As we continue our pilgrimage through Poland, I am struck by the similarity of its situation to Canada, specifically to Quebec, circa 1960’s.  Poland is culturally, aesthetically, visually, geographically and demographically one of the most Catholic countries in Europe, perhaps the world, just like Quebec used to be (stretching the analogy that Quebec is a country).

Driving through the countryside over the past couple of days, in the brand-new coach, where I have had the leisure (in the true Aristotelian/Pieperian sense of the word!) To read, pray and watch out the window, one sees magnificent churches dotting each town through which we pass, roadside shrines and the cities, well, the cities are filled with Catholic statuary, monuments, and road signs.
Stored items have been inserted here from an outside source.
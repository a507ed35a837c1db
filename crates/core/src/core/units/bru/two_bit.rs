//! Dynamic 2-bit Branch Predictor.
//!
//! Per-PC saturating counter with the classic four states:
//!
//! | Value | State            | Prediction |
//! |-------|------------------|------------|
//! |   0   | Strongly not-taken (SN) | not taken |
//! |   1   | Weakly not-taken (WN)   | not taken |
//! |   2   | Weakly taken (WT)       | taken     |
//! |   3   | Strongly taken (ST)     | taken     |
//!
//! The counter shifts one step toward the actual outcome on every update, so
//! a single anomalous outcome in a biased branch costs one misprediction
//! instead of two.

use super::bht::Bht;
use super::branch_predictor::{backward_taken, BranchPredictor};
use crate::isa::decode;
use crate::isa::opcodes::rv64i;

/// Counter value for "weakly not-taken", the cold-entry state after a
/// not-taken first outcome.
const WEAK_NOT_TAKEN: u8 = 1;

/// Counter value for "weakly taken", the cold-entry state after a taken
/// first outcome.
const WEAK_TAKEN: u8 = 2;

/// Saturation limit ("strongly taken").
const STRONG_TAKEN: u8 = 3;

/// 2-bit dynamic predictor backed by the BHT.
pub struct TwoBitPredictor {
    bht: Bht,
}

impl TwoBitPredictor {
    /// Creates a predictor with an empty history table.
    pub fn new() -> Self {
        Self { bht: Bht::new() }
    }
}

impl Default for TwoBitPredictor {
    fn default() -> Self {
        Self::new()
    }
}

impl BranchPredictor for TwoBitPredictor {
    /// Predicts taken iff the counter's high bit is set; unseen branches use
    /// the static heuristic. `JAL` is always taken.
    fn predict(&self, pc: u64, inst: u32) -> (bool, u64) {
        let Ok(d) = decode(inst) else {
            return (false, 0);
        };
        match d.opcode {
            rv64i::OP_BRANCH => {
                let taken = match self.bht.lookup(pc) {
                    Some(counter) => counter >= WEAK_TAKEN,
                    None => backward_taken(d.imm),
                };
                if taken {
                    (true, pc.wrapping_add(d.imm as i64 as u64))
                } else {
                    (false, 0)
                }
            }
            rv64i::OP_JAL => (true, pc.wrapping_add(d.imm as i64 as u64)),
            _ => (false, 0),
        }
    }

    /// Shifts the counter one step toward the actual outcome.
    fn update(&mut self, pc: u64, taken: bool) {
        let counter = match self.bht.lookup(pc) {
            Some(counter) => {
                if taken {
                    (counter + 1).min(STRONG_TAKEN)
                } else {
                    counter.saturating_sub(1)
                }
            }
            None => {
                if taken {
                    WEAK_TAKEN
                } else {
                    WEAK_NOT_TAKEN
                }
            }
        };
        self.bht.store(pc, counter);
    }

    /// Empties the history table.
    fn reset(&mut self) {
        self.bht.clear();
    }
}
//! Floating-point exception (accrued) flags.
//!
//! RISC-V defines five exception flags in `fcsr.fflags`:
//!
//! | Bit | Flag | Description         |
//! |-----|------|---------------------|
//! |  4  | NV   | Invalid Operation   |
//! |  3  | DZ   | Divide by Zero      |
//! |  2  | OF   | Overflow            |
//! |  1  | UF   | Underflow           |
//! |  0  | NX   | Inexact             |
//!
//! The FPU returns an `FpFlags` alongside each result; Writeback ORs the
//! bits into `fcsr`.

use std::ops::BitOr;

/// Floating-point exception flags (RISC-V `fcsr.fflags`).
#[derive(Clone, Copy, Debug, Default, PartialEq, Eq)]
pub struct FpFlags(u8);

impl FpFlags {
    /// No exceptions raised.
    pub const NONE: Self = Self(0);
    /// Invalid Operation.
    pub const NV: Self = Self(1 << 4);
    /// Divide by Zero.
    pub const DZ: Self = Self(1 << 3);
    /// Overflow.
    pub const OF: Self = Self(1 << 2);
    /// Underflow.
    pub const UF: Self = Self(1 << 1);
    /// Inexact.
    pub const NX: Self = Self(1 << 0);

    /// Returns the raw 5-bit flag value for writing into `fcsr`.
    pub fn bits(self) -> u8 {
        self.0
    }

    /// Returns true if no flags are set.
    pub fn is_empty(self) -> bool {
        self.0 == 0
    }

    /// Returns true if the specified flag is set.
    pub fn contains(self, other: Self) -> bool {
        (self.0 & other.0) == other.0
    }
}

impl BitOr for FpFlags {
    type Output = Self;

    fn bitor(self, rhs: Self) -> Self {
        Self(self.0 | rhs.0)
    }
}
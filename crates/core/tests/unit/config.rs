//! Configuration tests.
//!
//! Defaults, JSON deserialization, the `Section.Key` modification surface,
//! and its error handling.

use std::io::Write;

use rv5s_core::config::{Config, ConfigError, PredictorMode, ProcessorType};

#[test]
fn defaults_match_the_stock_layout() {
    let config = Config::default();
    assert_eq!(config.execution.processor_type, ProcessorType::MultiStage);
    assert!(config.execution.hazard_detection);
    assert!(config.execution.forwarding);
    assert_eq!(config.execution.branch_prediction, PredictorMode::None);
    assert_eq!(config.memory.text_section_start, 0x0);
    assert_eq!(config.memory.data_section_start, 0x1000_0000);
    assert_eq!(config.memory.bss_section_start, 0x1100_0000);
    assert_eq!(config.memory.block_size, 1024);
    assert!(config.assembler.m_extension_enabled);
}

#[test]
fn partial_json_keeps_defaults_elsewhere() {
    let json = r#"{ "execution": { "forwarding": false } }"#;
    let config = Config::from_json_str(json).unwrap();
    assert!(!config.execution.forwarding);
    assert!(config.execution.hazard_detection, "untouched key keeps default");
    assert_eq!(config.memory.block_size, 1024);
}

#[test]
fn predictor_names_deserialize() {
    for (name, mode) in [
        ("none", PredictorMode::None),
        ("always_not_taken", PredictorMode::None),
        ("static", PredictorMode::Static),
        ("dynamic_1bit", PredictorMode::Dynamic1Bit),
        ("dynamic_2bit", PredictorMode::Dynamic2Bit),
    ] {
        let json = format!(r#"{{ "execution": {{ "branch_prediction": "{name}" }} }}"#);
        let config = Config::from_json_str(&json).unwrap();
        assert_eq!(config.execution.branch_prediction, mode, "{name}");
    }
}

#[test]
fn malformed_json_reports_parse_error() {
    let result = Config::from_json_str("{ not json");
    assert!(matches!(result, Err(ConfigError::Parse(_))));
}

#[test]
fn config_file_round_trip() {
    let mut file = tempfile::NamedTempFile::new().unwrap();
    write!(
        file,
        r#"{{ "execution": {{ "processor_type": "single_stage", "branch_prediction": "dynamic_2bit" }} }}"#
    )
    .unwrap();

    let text = std::fs::read_to_string(file.path()).unwrap();
    let config = Config::from_json_str(&text).unwrap();
    assert_eq!(config.execution.processor_type, ProcessorType::SingleStage);
    assert_eq!(config.execution.branch_prediction, PredictorMode::Dynamic2Bit);
}

// ══════════════════════════════════════════════════════════
// Section.Key modification
// ══════════════════════════════════════════════════════════

#[test]
fn apply_updates_execution_keys() {
    let mut config = Config::default();
    config.apply("Execution", "forwarding", "false").unwrap();
    assert!(!config.execution.forwarding);

    config
        .apply("Execution", "branch_prediction", "dynamic_1bit")
        .unwrap();
    assert_eq!(config.execution.branch_prediction, PredictorMode::Dynamic1Bit);

    config
        .apply("Execution", "instruction_execution_limit", "500")
        .unwrap();
    assert_eq!(config.execution.instruction_execution_limit, 500);
}

#[test]
fn apply_parses_hex_memory_values() {
    let mut config = Config::default();
    config
        .apply("Memory", "data_section_start", "0x20000000")
        .unwrap();
    assert_eq!(config.memory.data_section_start, 0x2000_0000);

    config.apply("Memory", "block_size", "4096").unwrap();
    assert_eq!(config.memory.block_size, 4096);
}

#[test]
fn apply_accepts_legacy_block_size_key() {
    let mut config = Config::default();
    config.apply("Memory", "memory_block_size", "2048").unwrap();
    assert_eq!(config.memory.block_size, 2048);
}

#[test]
fn unknown_section_and_key_are_rejected() {
    let mut config = Config::default();
    assert!(matches!(
        config.apply("Bogus", "key", "1"),
        Err(ConfigError::UnknownSection(_))
    ));
    assert!(matches!(
        config.apply("Execution", "bogus_key", "1"),
        Err(ConfigError::UnknownKey(_, _))
    ));
}

#[test]
fn invalid_value_leaves_config_unchanged() {
    let mut config = Config::default();
    let result = config.apply("Execution", "hazard_detection", "maybe");
    assert!(matches!(result, Err(ConfigError::InvalidValue(_, _, _))));
    assert!(config.execution.hazard_detection, "failed apply must not mutate");

    let result = config.apply("Execution", "processor_type", "seven_stage");
    assert!(result.is_err());
    assert_eq!(config.execution.processor_type, ProcessorType::MultiStage);
}
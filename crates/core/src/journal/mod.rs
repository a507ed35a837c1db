//! Reversible-execution journal.
//!
//! This module records one [`CycleDelta`] per completed cycle so execution
//! can be rewound and replayed at cycle granularity. It provides:
//! 1. **Snapshots:** Old and new values of the PC, all four latches, the
//!    hazard/forward state, the sequence counter, and the cycle counters.
//! 2. **Side-Effect Records:** At most one register write and one memory
//!    write per cycle, with their pre-write values, so the cycle's effect on
//!    the observable machine is fully reversible.
//! 3. **Two Stacks:** Executed cycles on the undo stack, rewound cycles on
//!    the redo stack. Any forward cycle clears the redo stack
//!    (single-timeline divergence rule).
//!
//! The undo stack may be bounded as a sliding window, trading memory for a
//! horizon on reversibility.

use std::collections::VecDeque;

use thiserror::Error;

use crate::core::pipeline::hazards::HazardState;
use crate::core::pipeline::latches::{ExMem, IdEx, IfId, MemWb};
use crate::stats::SimStats;

/// Which register file a writeback touched.
#[derive(Clone, Copy, Debug, PartialEq, Eq)]
pub enum RegKind {
    /// Integer register file.
    Gpr,
    /// Floating-point register file.
    Fpr,
}

/// Record of the single register-file write a cycle performed.
#[derive(Clone, Debug, PartialEq, Eq)]
pub struct WbWrite {
    /// Register file written.
    pub kind: RegKind,
    /// Register index.
    pub index: u8,
    /// Value the slot held before the write.
    pub old_value: u64,
    /// Value the write installed.
    pub new_value: u64,
}

/// Record of the single memory write a cycle performed.
#[derive(Clone, Debug, PartialEq, Eq)]
pub struct MemWrite {
    /// Byte address of the store.
    pub address: u64,
    /// Bytes the location held before the store.
    pub old_bytes: Vec<u8>,
    /// Bytes the store installed.
    pub new_bytes: Vec<u8>,
}

/// Everything outside the register file and memory that a cycle can change.
///
/// Captured twice per cycle (entry and exit); restoring one of the two makes
/// the non-array machine state bitwise identical to that instant.
#[derive(Clone, Debug, PartialEq, Eq)]
pub struct MachineSnapshot {
    /// Architectural program counter.
    pub pc: u64,
    /// IF/ID latch.
    pub if_id: IfId,
    /// ID/EX latch.
    pub id_ex: IdEx,
    /// EX/MEM latch.
    pub ex_mem: ExMem,
    /// MEM/WB latch.
    pub mem_wb: MemWb,
    /// Stall and forward decisions of the cycle.
    pub hazard: HazardState,
    /// Fetch sequence counter.
    pub seq: u64,
    /// `fcsr` contents (FP flags accrue at Writeback).
    pub fcsr: u64,
    /// All performance counters.
    pub stats: SimStats,
}

/// One completed cycle, reversibly.
#[derive(Clone, Debug, PartialEq, Eq)]
pub struct CycleDelta {
    /// State at cycle entry.
    pub old: MachineSnapshot,
    /// State at cycle exit.
    pub new: MachineSnapshot,
    /// The register write the cycle performed, if any.
    pub wb_write: Option<WbWrite>,
    /// The memory write the cycle performed, if any.
    pub mem_write: Option<MemWrite>,
    /// Whether MEM/WB held a real instruction at cycle entry (the cycle
    /// retired an instruction).
    pub instruction_retired: bool,
}

/// Benign history-navigation failures.
#[derive(Clone, Copy, Debug, PartialEq, Eq, Error)]
pub enum HistoryError {
    /// The undo stack is empty.
    #[error("no more undo")]
    NoMoreUndo,
    /// The redo stack is empty.
    #[error("no more redo")]
    NoMoreRedo,
}

/// The two LIFO stacks of cycle deltas.
///
/// `undo_stack` holds executed cycles in reverse chronological order;
/// `redo_stack` holds cycles reachable by future redo.
pub struct Journal {
    undo_stack: VecDeque<CycleDelta>,
    redo_stack: Vec<CycleDelta>,
    limit: usize,
}

impl Journal {
    /// Creates an empty journal. `limit` bounds the undo stack (oldest
    /// entries evicted); 0 means unbounded.
    pub fn new(limit: usize) -> Self {
        Self {
            undo_stack: VecDeque::new(),
            redo_stack: Vec::new(),
            limit,
        }
    }

    /// Records a freshly executed cycle.
    ///
    /// Executing any forward cycle discards the redo timeline.
    pub fn record(&mut self, delta: CycleDelta) {
        self.redo_stack.clear();
        self.undo_stack.push_back(delta);
        if self.limit > 0 && self.undo_stack.len() > self.limit {
            self.undo_stack.pop_front();
        }
    }

    /// Takes the most recent executed cycle for rewinding.
    pub fn pop_undo(&mut self) -> Result<CycleDelta, HistoryError> {
        self.undo_stack.pop_back().ok_or(HistoryError::NoMoreUndo)
    }

    /// Parks a rewound cycle on the redo stack.
    pub fn push_redo(&mut self, delta: CycleDelta) {
        self.redo_stack.push(delta);
    }

    /// Takes the next rewound cycle for replay.
    pub fn pop_redo(&mut self) -> Result<CycleDelta, HistoryError> {
        self.redo_stack.pop().ok_or(HistoryError::NoMoreRedo)
    }

    /// Returns a replayed cycle to the undo stack without touching the redo
    /// stack (redo must not discard the remaining timeline).
    pub fn push_undo(&mut self, delta: CycleDelta) {
        self.undo_stack.push_back(delta);
        if self.limit > 0 && self.undo_stack.len() > self.limit {
            self.undo_stack.pop_front();
        }
    }

    /// Number of rewindable cycles.
    pub fn undo_depth(&self) -> usize {
        self.undo_stack.len()
    }

    /// Number of replayable cycles.
    pub fn redo_depth(&self) -> usize {
        self.redo_stack.len()
    }

    /// Drops both stacks (simulator reset).
    pub fn reset(&mut self) {
        self.undo_stack.clear();
        self.redo_stack.clear();
    }
}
Images of Poland’s most famous son, Pope John Paul II, greet one at almost every turn.

Although the people are still by and large Catholic, there is a precipitous slide in practice as the sample age decreases, and as one gets nearer to the large cities, particularly Warsaw, where the young people are flocking in search of studies (the university has over 40,000 students), work and, of course, the social life.  A youngish-woman, perhaps in her thirties, with whom a few of us shared a pint of the local ale in a brewery near the hotel, admitted that she, and many of her friends, no longer practise their faith, as though such were a matter of course. Her excuse was that the Church was ‘too involved in politics’.  I took that to mean some form of ecclesial commentary on the moral stances of politicians, something I wished the Church in Canada did more often.  I think that perhaps her issues lie deeper, as they do with most of those who abandon the faith. 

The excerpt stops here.